THE PROBLEM: The string "drive" may appear on lines of the entries below; report how many such lines there are, and only that.

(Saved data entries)
/// Session parameters.
#[derive(Debug, Clone, PartialEq, Serialize, Deserialize)]
#[serde(default)]
pub struct StreamConfig {
    /// Serial baud rate.
    pub baud_rate: u32,
    /// Pause after opening the link, letting the controller reset.
    #[serde(with = "millis")]
    pub settle_delay: Duration,
    /// Longest wait for one acknowledgement.
    #[serde(with = "millis")]
    pub ack_timeout: Duration,
    /// After a timeout, retract to `park_clearance` and return to the
    /// origin without waiting for acknowledgements.
    pub park_on_timeout: bool,
    /// Absolute Z height (mm) the tool retracts to when parking.
    pub park_clearance: f64,
}

impl StreamConfig {
    /// Default baud rate.
    pub const DEFAULT_BAUD_RATE: u32 = 115_200;
    /// Default settle delay.
    pub const DEFAULT_SETTLE_DELAY: Duration = Duration::from_secs(2);
    /// Default acknowledgement timeout.
    pub const DEFAULT_ACK_TIMEOUT: Duration = Duration::from_secs(180);
    /// Default park clearance height (mm).
    pub const DEFAULT_PARK_CLEARANCE: f64 = 5.0;

    /// Commands written after a timeout when parking is enabled:
    /// absolute mode, retract, then rapid to the origin.
    #[must_use]
    pub fn park_commands(&self) -> [String; 3] {
        [
            "G90".to_owned(),
            format!("G0 Z{}", self.park_clearance),
            "G0 X0 Y0".to_owned(),
        ]
    }
}

impl Default for StreamConfig {
    fn default() -> Self {
        Self {
            baud_rate: Self::DEFAULT_BAUD_RATE,
            settle_delay: Self::DEFAULT_SETTLE_DELAY,
            ack_timeout: Self::DEFAULT_ACK_TIMEOUT,
            park_on_timeout: false,
            park_clearance: Self::DEFAULT_PARK_CLEARANCE,
        }
    }
}

mod millis {
    use std::time::Duration;

    use serde::{Deserialize, Deserializer, Serializer};

    #[allow(clippy::cast_possible_truncation)]
    pub fn serialize<S: Serializer>(d: &Duration, s: S) -> Result<S::Ok, S::Error> {
        s.serialize_u64(d.as_millis() as u64)
    }

    pub fn deserialize<'de, D: Deserializer<'de>>(d: D) -> Result<Duration, D::Error> {
        u64::deserialize(d).map(Duration::from_millis)
    }
}

/// Acknowledgement progress after a command.
#[derive(Debug, Clone, Copy, PartialEq, Eq)]
pub struct Progress {
    /// Commands acknowledged so far.
    pub acknowledged: usize,
    /// Executable commands in the program.
    pub total: usize,
}

impl Progress {
    /// `acknowledged / total * 100`; 100 for an empty program.
    #[must_use]
    #[allow(clippy::cast_precision_loss)]
    pub fn percent(self) -> f64 {
        if self.total == 0 {
            100.0
        } else {
            self.acknowledged as f64 / self.total as f64 * 100.0
        }
    }
}

/// How a session ended.
#[derive(Debug, Clone, PartialEq, Eq)]
pub enum SessionOutcome {
    /// Every command was acknowledged.
    Completed {
        /// Commands sent and acknowledged.
        acknowledged: usize,
    },
    /// A command went unacknowledged for the whole timeout.
    TimedOut {
        /// The timeout that expired.
        timeout: Duration,
        /// 1-based index of the unacknowledged command.
        line: usize,
        /// Commands acknowledged before it.
        acknowledged: usize,
    },
    /// The link failed to open or failed mid-session.
    Failed {
        /// What went wrong.
        reason: String,
    },
}

impl SessionOutcome {
    /// The terminal state this outcome corresponds to.
    #[must_use]
    pub const fn state(&self) -> SessionState {
        match self {
            Self::Completed { .. } => SessionState::Completed,
            Self::TimedOut { .. } => SessionState::TimedOut,
            Self::Failed { .. } => SessionState::Failed,
        }
    }
}

impl fmt::Display for SessionOutcome {
    fn fmt(&self, f: &mut fmt::Formatter<'_>) -> fmt::Result {
        match self {
            Self::Completed { acknowledged } => {
                write!(f, "completed, {acknowledged} commands acknowledged")
            }
            Self::TimedOut { timeout, line, .. } => {
                write!(f, "{} (command {line})", timeout_message(*timeout))
            }
            Self::Failed { reason } => write!(f, "failed: {reason}"),
        }
    }
}

/// Session lifecycle.
///
/// `Idle -> Started -> (Sending <-> AwaitingAck)* -> Completed | TimedOut | Failed`
#[derive(Debug, Clone, Copy, PartialEq, Eq)]
pub enum SessionState {
    /// Not yet run.
    Idle,
    /// Link settled, program counted.
    Started,
    /// Writing a command.
    Sending,
    /// Waiting for the command's acknowledgement.
    AwaitingAck,
    /// Terminal: all commands acknowledged.
    Completed,
    /// Terminal: an acknowledgement timed out.
    TimedOut,
    /// Terminal: the link failed.
    Failed,
}

impl SessionState {
    /// Whether no further transitions happen.
    #[must_use]
    pub const fn is_terminal(self) -> bool {
        matches!(self, Self::Completed | Self::TimedOut | Self::Failed)
    }
}

/// Receives session events.
///
/// For one session: at most one `started`, then progress updates in
/// strictly increasing order, at most one `connection_timeout`, and
/// exactly one `stopped`, always last.
pub trait StreamObserver {
    /// The session began; `total` executable commands will be sent.
    fn started(&mut self, total: usize) {
        let _ = total;
    }

    /// A command was acknowledged.
    fn progress(&mut self, progress: Progress) {
        let _ = progress;
    }

    /// An acknowledgement timed out; `message` is human-readable.
    fn connection_timeout(&mut self, message: &str) {
        let _ = message;
    }

    /// The session ended.
    fn stopped(&mut self, outcome: &SessionOutcome);
}

/// Forwards each event kind onto its own channel.
#[derive(Debug, Clone)]
pub struct ChannelObserver {
    started: Sender<usize>,
    progress: Sender<Progress>,
    timeout: Sender<String>,
    stopped: Sender<SessionOutcome>,
}

/// Receiving ends of a [`ChannelObserver`].
#[derive(Debug, Clone)]
pub struct StreamEvents {
    /// Session started, with the command total.
    pub started: Receiver<usize>,
    /// Progress after each acknowledgement.
    pub progress: Receiver<Progress>,
    /// Timeout messages.
    pub timeout: Receiver<String>,
    /// Terminal outcome.
    pub stopped: Receiver<SessionOutcome>,
}

impl ChannelObserver {
    /// Create an observer and the receivers for its events.
    #[must_use]
    pub fn new() -> (Self, StreamEvents) {
        let (started_tx, started_rx) = crossbeam_channel::unbounded();
        let (progress_tx, progress_rx) = crossbeam_channel::unbounded();
        let (timeout_tx, timeout_rx) = crossbeam_channel::unbounded();
        let (stopped_tx, stopped_rx) = crossbeam_channel::unbounded();
        (
            Self {
                started: started_tx,
                progress: progress_tx,
                timeout: timeout_tx,
                stopped: stopped_tx,
            },
            StreamEvents {
                started: started_rx,
                progress: progress_rx,
                timeout: timeout_rx,
                stopped: stopped_rx,
            },
        )
    }
}

// Sends fail only when the receiver was dropped; nobody is listening then.
impl StreamObserver for ChannelObserver {
    fn started(&mut self, total: usize) {
        let _ = self.started.send(total);
    }

    fn progress(&mut self, progress: Progress) {
        let _ = self.progress.send(progress);
    }

    fn connection_timeout(&mut self, message: &str) {
        let _ = self.timeout.send(message.to_owned());
    }

    fn stopped(&mut self, outcome: &SessionOutcome) {
        let _ = self.stopped.send(outcome.clone());
    }
}

/// Observer that only logs.
#[derive(Debug, Default, Clone, Copy)]
pub struct LogObserver;

impl StreamObserver for LogObserver {
    fn started(&mut self, total: usize) {
        tracing::info!(total, "streaming started");
    }

    fn progress(&mut self, progress: Progress) {
        tracing::info!(
            acknowledged = progress.acknowledged,
            total = progress.total,
            "progress {:.1}%",
            progress.percent()
        );
    }

    fn connection_timeout(&mut self, message: &str) {
        tracing::error!("{message}");
    }

    fn stopped(&mut self, outcome: &SessionOutcome) {
        tracing::info!(%outcome, "streaming stopped");
    }
}

/// Kind of response line from the controller.
#[derive(Debug, Clone, PartialEq, Eq)]
pub enum Ack {
    /// `ok`
    Ok,
    /// `error:...`
    Error(String),
    /// `ALARM:...`
    Alarm(String),
    /// Anything else, still counted as an acknowledgement.
    Other(String),
}

impl Ack {
    /// Classify a response line (case-insensitive prefix match).
    #[must_use]
    pub fn classify(line: &str) -> Self {
        let lower = line.to_ascii_lowercase();
        if lower == "ok" {
            Self::Ok
        } else if lower.starts_with("error") {
            Self::Error(line.to_owned())
        } else if lower.starts_with("alarm") {
            Self::Alarm(line.to_owned())
        } else {
            Self::Other(line.to_owned())
        }
    }
}

/// The lines of `program` that are sent: text after the first `;` is
/// dropped, whitespace trimmed, empty lines skipped.
#[must_use]
pub fn executable_lines(program: &str) -> Vec<&str> {
    program
        .lines()
        .map(|line| line.split(';').next().unwrap_or_default().trim())
        .filter(|line| !line.is_empty())
        .collect()
}

/// Human-readable timeout message.
#[must_use]
pub fn timeout_message(timeout: Duration) -> String {
    format!(
        "Connection timed out after {} seconds",
        timeout.as_secs_f64()
    )
}

/// One streaming attempt over an open link.
#[derive(Debug)]
pub struct Session<L> {
    link: L,
    config: StreamConfig,
    state: SessionState,
}

impl<L: Link> Session<L> {
    /// Prepare a session; nothing is sent until [`run`](Self::run).
    pub const fn new(link: L, config: StreamConfig) -> Self {
        Self {
            link,
            config,
            state: SessionState::Idle,
        }
    }

    /// Current lifecycle state.
    #[must_use]
    pub const fn state(&self) -> SessionState {
        self.state
    }

    fn transition(&mut self, next: SessionState) {
        tracing::trace!(from = ?self.state, to = ?next, "session state");
        self.state = next;
    }

    /// Stream `program` and report to `observer`.
    ///
    /// Waits the settle delay, discards stale input, then sends each
    /// executable line and waits for its acknowledgement. Emits one
    /// progress event per acknowledged command and exactly one
    /// `stopped` event at the end.
    pub fn run(&mut self, program: &str, observer: &mut dyn StreamObserver) -> SessionOutcome {
        let outcome = self.drive(program, observer);
        self.transition(outcome.state());
        observer.stopped(&outcome);
        outcome
    }

    fn drive(&mut self, program: &str, observer: &mut dyn StreamObserver) -> SessionOutcome {
        if !self.config.settle_delay.is_zero() {
            std::thread::sleep(self.config.settle_delay);
        }
        if let Err(e) = self.link.discard_input() {
            return fail("discarding stale input", &e);
        }

        let lines = executable_lines(program);
        let total = lines.len();
        self.transition(SessionState::Started);
        observer.started(total);

        for (index, line) in lines.iter().enumerate() {
            self.transition(SessionState::Sending);
            tracing::debug!(line = index + 1, command = line, "send");
            if let Err(e) = self.link.send_line(line) {
                return fail("sending", &e);
            }

            self.transition(SessionState::AwaitingAck);
            let response = match self.link.read_ack(self.config.ack_timeout) {
                Ok(Some(response)) => response,
                Ok(None) => {
                    let message = timeout_message(self.config.ack_timeout);
                    tracing::error!(line = index + 1, command = line, "{message}");
                    observer.connection_timeout(&message);
                    if self.config.park_on_timeout {
                        self.park();
                    }
                    return SessionOutcome::TimedOut {
                        timeout: self.config.ack_timeout,
                        line: index + 1,
                        acknowledged: index,
                    };
                }
                Err(e) => return fail("waiting for acknowledgement", &e),
            };

            match Ack::classify(&response) {
                Ack::Ok => tracing::trace!(line = index + 1, "ok"),
                Ack::Error(text) => {
                    tracing::warn!(line = index + 1, command = line, response = %text, "controller reported error");
                }
                Ack::Alarm(text) => {
                    tracing::warn!(line = index + 1, command = line, response = %text, "controller reported alarm");
                }
                Ack::Other(text) => {
                    tracing::debug!(line = index + 1, response = %text, "unrecognised acknowledgement");
                }
            }

            observer.progress(Progress {
                acknowledged: index + 1,
                total,
            });
        }

        SessionOutcome::Completed {
            acknowledged: total,
        }
    }

    /// Best-effort, unacknowledged retract and return to the origin.
    fn park(&mut self) {
        for command in &self.config.park_commands() {
            if let Err(e) = self.link.send_line(command) {
                tracing::warn!(command = %command, error = %e, "park command not sent");
                return;
            }
        }
        tracing::info!(clearance = self.config.park_clearance, "parked after timeout");
    }
}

ANSWER TO THIS TASK: 2